Thursday, June 25, 2009

Two Men Show

Salvador Dalí


Dalí was a skilled draftsman, best known for the striking and bizarre images in his surrealist work. His painterly skills are often attributed to the influence of Renaissance masters.His best-known work, The Persistence of Memory, was completed in 1931. Dalí's expansive artistic repertoire includes film, sculpture, and photography, in collaboration with a range of artists in a variety of media.

Dalí attributed his "love of everything that is gilded and excessive, my passion for luxury and my love of oriental clothes" to a self-styled "Arab lineage," claiming that his ancestors were descended from the Moors.

Dalí was highly imaginative, and also had an affinity for partaking in unusual and grandiose behavior, in order to draw attention to himself. This sometimes irked those who loved his art as much as it annoyed his critics, since his eccentric manner sometimes drew more public attention than his artwork.















Jamil Naqsh

Birth: 1939

works

Education:

1951-53, Traveled through South Asia studying art

1953-54, Mayo School of Art, Lahore. Studied miniature painting

Studied in National College of Arts for two years, but didn't graduate

Biography and Achievement:

The quintessential woman and dove, a theme Naqsh has honed to perfection. It is the treatment of this theme, which varies with every painting. The mood is distinct in each piece, but the woman and the dove are always in sync. She is still; he is in constant motion. He flits in front of her face, he perches on an arm or he alights on her head. The doves are nostalgic, a reminder of his childhood in Kariana. A home he left at the partition of the Sub-Continent and never returned to.

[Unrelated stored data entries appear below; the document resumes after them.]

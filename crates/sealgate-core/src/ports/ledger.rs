//! Ledger port - オブジェクト台帳（Sui 相当）への読み書き
//!
//! # 責務
//! - coin の列挙（残高確認と支払い計画の入力）
//! - object の読み取り（capability の解決）
//! - transaction の実行と dry-run（seal_approve の評価）
//! - 台帳時刻の取得（capability の有効期限判定は台帳の時計で行う）
//!
//! # 整合性
//! `execute` が返した created object が `get_object` で見えるまでには遅延がある。
//! 呼び出し側は「まだ見えない」と「存在しない」を区別できない前提でリトライする。

use async_trait::async_trait;
use chrono::{DateTime, Utc};
use serde::{Deserialize, Serialize};

use crate::domain::{Address, Coin, ObjectId, TransactionBuilder};

/// Owner of an object created by a transaction.
#[derive(Debug, Clone, Copy, PartialEq, Eq, Serialize, Deserialize)]
pub enum Owner {
    AddressOwner(Address),
    Shared,
    Immutable,
}

#[derive(Debug, Clone, PartialEq, Eq, Serialize, Deserialize)]
pub struct CreatedObject {
    pub id: ObjectId,
    pub owner: Owner,
    /// Fully qualified Move type, e.g. `0x..::subscription::Subscription`.
    pub object_type: String,
}

#[derive(Debug, Clone, PartialEq, Eq, Serialize, Deserialize)]
pub struct TransactionEffects {
    pub digest: String,
    pub created: Vec<CreatedObject>,
}

impl TransactionEffects {
    /// First created object owned by `address`.
    pub fn created_owned_by(&self, address: &Address) -> Option<&CreatedObject> {
        self.created
            .iter()
            .find(|o| o.owner == Owner::AddressOwner(*address))
    }

    pub fn created_shared(&self) -> Option<&CreatedObject> {
        self.created.iter().find(|o| o.owner == Owner::Shared)
    }
}

#[derive(Debug, Clone, PartialEq, Eq, Serialize, Deserialize)]
pub struct ObjectContent {
    pub object_type: String,
    pub fields: serde_json::Value,
}

/// An object as read back from the ledger.
///
/// `content` is `None` while the object exists but is not yet indexed.
#[derive(Debug, Clone, PartialEq, Eq, Serialize, Deserialize)]
pub struct LedgerObject {
    pub id: ObjectId,
    pub content: Option<ObjectContent>,
}

#[derive(Debug, Clone, PartialEq, Eq, thiserror::Error)]
pub enum LedgerError {
    #[error("object {0} not found")]
    NotFound(ObjectId),

    #[error("transaction rejected: {0}")]
    Rejected(String),

    /// Move abort during execution or dry-run.
    #[error("move abort in {function}: code {code}")]
    Aborted { function: String, code: u64 },

    #[error("ledger transport error: {0}")]
    Transport(String),
}

#[async_trait]
pub trait Ledger: Send + Sync {
    /// Coins of `coin_type` owned by `owner`.
    async fn coins(&self, owner: &Address, coin_type: &str) -> Result<Vec<Coin>, LedgerError>;

    async fn get_object(&self, id: &ObjectId) -> Result<LedgerObject, LedgerError>;

    /// Executes an already signed transaction on behalf of `sender`.
    async fn execute(
        &self,
        sender: &Address,
        tx: &TransactionBuilder,
    ) -> Result<TransactionEffects, LedgerError>;

    /// Dry-runs transaction kind bytes without committing anything.
    async fn simulate(&self, sender: &Address, tx_kind: &[u8]) -> Result<(), LedgerError>;

    /// The ledger's own clock (the `0x6` clock object).
    async fn ledger_time(&self) -> Result<DateTime<Utc>, LedgerError>;
}
//! BlobClient - 暗号文のアップロードとダウンロード
//!
//! # アップロード
//! - 選択中の publisher（初期値は先頭）に `epochs` を指定して PUT
//! - 失敗は `BlobUploadFailed`（別の publisher へ自動で切り替えない。
//!   呼び出し側が `select_publisher` で選び直す）
//! - 応答（alreadyCertified / newlyCreated）は `BlobRecord` に正規化する
//!
//! # ダウンロード
//! - aggregator をランダムに選び、タイムアウト付きで GET
//! - 失敗・タイムアウトはどちらも `BlobUnavailable`

use rand::seq::SliceRandom;
use std::sync::Arc;
use std::time::Duration;

use super::config::{PipelineConfig, WalrusService};
use crate::domain::{BlobId, BlobRecord, PipelineError, RecordUrls};
use crate::ports::{BlobStore, BlobStoreError};

pub struct BlobClient {
    store: Arc<dyn BlobStore>,
    services: Vec<WalrusService>,
    selected: usize,
    explorer_base: String,
    epochs: u32,
    timeout: Duration,
}

impl BlobClient {
    pub fn new(store: Arc<dyn BlobStore>, config: &PipelineConfig) -> Self {
        Self {
            store,
            services: config.walrus_services.clone(),
            selected: 0,
            explorer_base: config.explorer_base_url.clone(),
            epochs: config.storage_epochs,
            timeout: config.download_timeout(),
        }
    }

    /// Uses the service called `name` for subsequent uploads.
    pub fn select_publisher(&mut self, name: &str) -> Result<(), PipelineError> {
        let index = self
            .services
            .iter()
            .position(|s| s.name == name)
            .ok_or_else(|| PipelineError::BlobUploadFailed(format!("unknown publisher {name}")))?;
        self.selected = index;
        tracing::info!(publisher = %name, "publisher selected");
        Ok(())
    }

    pub fn selected_publisher(&self) -> Option<&str> {
        self.services.get(self.selected).map(|s| s.name.as_str())
    }

    fn publisher(&self) -> Result<&WalrusService, PipelineError> {
        self.services
            .get(self.selected)
            .ok_or_else(|| PipelineError::BlobUploadFailed("no publisher configured".into()))
    }

    pub async fn upload(
        &self,
        ciphertext: &[u8],
        media_type: &str,
    ) -> Result<BlobRecord, PipelineError> {
        let service = self.publisher()?;
        let response = self
            .store
            .store(&service.publisher_url, ciphertext, self.epochs)
            .await
            .map_err(|e| PipelineError::BlobUploadFailed(e.to_string()))?;

        let urls = RecordUrls {
            aggregator_base: &service.aggregator_url,
            explorer_base: &self.explorer_base,
        };
        let record = BlobRecord::from_response(response, urls, media_type)
            .map_err(|e| PipelineError::BlobUploadFailed(e.to_string()))?;
        tracing::info!(
            blob_id = %record.blob_id,
            status = ?record.status,
            end_epoch = record.end_epoch,
            publisher = %service.name,
            "blob stored"
        );
        Ok(record)
    }

    pub async fn download(&self, blob_id: &BlobId) -> Result<Vec<u8>, PipelineError> {
        let unavailable = |reason: String| PipelineError::BlobUnavailable {
            blob_id: blob_id.clone(),
            reason,
        };
        let service = self
            .services
            .choose(&mut rand::thread_rng())
            .ok_or_else(|| unavailable("no aggregator configured".into()))?;
        tracing::debug!(blob_id = %blob_id, aggregator = %service.name, "downloading blob");

        match tokio::time::timeout(self.timeout, self.store.read(&service.aggregator_url, blob_id)).await {
            Ok(Ok(bytes)) => Ok(bytes),
            Ok(Err(BlobStoreError::Expired(_))) => {
                Err(unavailable("retention period has ended".into()))
            }
            Ok(Err(e)) => Err(unavailable(format!("{}: {e}", service.name))),
            Err(_) => Err(unavailable(format!(
                "{} timed out after {}ms",
                service.name,
                self.timeout.as_millis()
            ))),
        }
    }
}

#[cfg(test)]
mod tests {
    use super::*;
    use crate::domain::{ErrorKind, StoreResponse, StoreStatus};
    use crate::impls::InMemoryBlobStore;
    use async_trait::async_trait;
    use serde_json::json;

    enum Mode {
        Store(serde_json::Value),
        Fail,
        Stall,
        Expired,
    }

    struct FakeStore(Mode);

    #[async_trait]
    impl BlobStore for FakeStore {
        async fn store(&self, _: &str, _: &[u8], _: u32) -> Result<StoreResponse, BlobStoreError> {
            match &self.0 {
                Mode::Store(v) => Ok(StoreResponse::from_json(v.clone())),
                _ => Err(BlobStoreError::Rejected("status 500".into())),
            }
        }

        async fn read(&self, _: &str, blob_id: &BlobId) -> Result<Vec<u8>, BlobStoreError> {
            match &self.0 {
                Mode::Stall => std::future::pending().await,
                Mode::Expired => Err(BlobStoreError::Expired(blob_id.clone())),
                Mode::Fail => Err(BlobStoreError::NotFound(blob_id.clone())),
                Mode::Store(_) => Ok(vec![1, 2, 3]),
            }
        }
    }

    fn client(mode: Mode) -> BlobClient {
        BlobClient::new(Arc::new(FakeStore(mode)), &PipelineConfig::default())
    }

    #[tokio::test]
    async fn newly_created_upload_is_normalized() {
        let client = client(Mode::Store(json!({
            "newlyCreated": {
                "blobObject": { "id": "0xobj", "blobId": "B1", "storage": { "endEpoch": 12 } }
            }
        })));

        let record = client.upload(&[0u8; 8], "application/pdf").await.unwrap();

        assert_eq!(record.status, StoreStatus::NewlyStored);
        assert_eq!(
            record.download_url,
            "https://aggregator.walrus-testnet.walrus.space/v1/blobs/B1"
        );
        assert_eq!(record.explorer_url, "https://suiscan.xyz/testnet/object/0xobj");
        assert!(!record.is_image);
    }

    #[tokio::test]
    async fn unrecognized_response_is_upload_failure() {
        let client = client(Mode::Store(json!({ "somethingElse": {} })));
        let err = client.upload(&[0u8; 8], "application/pdf").await.unwrap_err();
        assert_eq!(err.kind(), ErrorKind::BlobUploadFailed);
    }

    #[tokio::test]
    async fn rejected_upload_is_upload_failure() {
        let err = client(Mode::Fail).upload(&[0u8; 8], "application/pdf").await.unwrap_err();
        assert_eq!(err.kind(), ErrorKind::BlobUploadFailed);
    }

    #[tokio::test]
    async fn reselected_publisher_is_used_for_upload() {
        let store = Arc::new(InMemoryBlobStore::new());
        let config = PipelineConfig::default();
        let first = config.walrus_services[0].clone();
        let second = config.walrus_services[1].clone();
        store.set_publisher_down(&first.publisher_url, true);
        let mut client = BlobClient::new(store.clone(), &config);

        let err = client.upload(b"cipher", "application/pdf").await.unwrap_err();
        assert_eq!(err.kind(), ErrorKind::BlobUploadFailed);

        client.select_publisher(&second.name).unwrap();
        let record = client.upload(b"cipher", "application/pdf").await.unwrap();

        assert_eq!(client.selected_publisher(), Some(second.name.as_str()));
        assert_eq!(store.writes(), vec![second.publisher_url.clone()]);
        assert!(record.download_url.starts_with(&second.aggregator_url));
    }

    #[test]
    fn unknown_publisher_keeps_selection() {
        let mut client = client(Mode::Fail);
        let before = client.selected_publisher().map(str::to_string);

        let err = client.select_publisher("nowhere").unwrap_err();

        assert_eq!(err.kind(), ErrorKind::BlobUploadFailed);
        assert_eq!(client.selected_publisher().map(str::to_string), before);
    }

    #[tokio::test(start_paused = true)]
    async fn stalled_download_times_out_as_unavailable() {
        let err = client(Mode::Stall).download(&BlobId::new("B1")).await.unwrap_err();
        assert_eq!(err.kind(), ErrorKind::BlobUnavailable);
        assert!(err.to_string().contains("timed out after 10000ms"));
    }

    #[tokio::test]
    async fn expired_blob_is_unavailable() {
        let err = client(Mode::Expired).download(&BlobId::new("B1")).await.unwrap_err();
        assert_eq!(
            err,
            PipelineError::BlobUnavailable {
                blob_id: BlobId::new("B1"),
                reason: "retention period has ended".into(),
            }
        );
    }

    #[tokio::test]
    async fn successful_download_returns_bytes() {
        let client = client(Mode::Store(json!({})));
        assert_eq!(client.download(&BlobId::new("B1")).await.unwrap(), vec![1, 2, 3]);
    }
}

An avid artist, he enrolled at the Mayo School of art in 1953 and was introduced to the art of miniature painting. He was taught by Ustad Haji Sharif, the father of miniature painting in Pakistan. The structure of an art school could not hold him, and he abandoned Mayo to work full time with Ustad Sharif. He was driven, and he absorbed the techniques unique to Mughal miniature painting. But there were other movements that were rife at Mayo at that time, and Shakir Ali who had recently returned from Europe was teaching his students the latest cubist and abstract styles. Naqsh was not his student but Shakir Ali’s influence would be obvious in his work soon.

Naqsh using the miniature technique, moved towards abstraction. This was the movement of the day, and allowed the artist to paint from his subconscious rather than depict the realism, which had been the style of miniature painting for centuries. Jamil Naqsh’s juxtaposition was his own, the combination of Mughal technique and post war abstractionism.

His first exhibition was at the Karachi Council of Arts in 1959. The nude made its appearance in 1962 and the dove in 1964 and solo exhibitions followed for the next decade. Jamil Naqsh. In 1989 Naqsh began painting major series, which would be critical additions to his body of work. ‘Mother & Child’, ‘Modern Manuscripts’, and his ‘Horse Series’, a homage to sculptor Marino Marini ensued. The Jamil Naqsh Museum and Trust were set up in 1999. Naqsh donated one thousand paintings to the trust to preserve his work for the nation.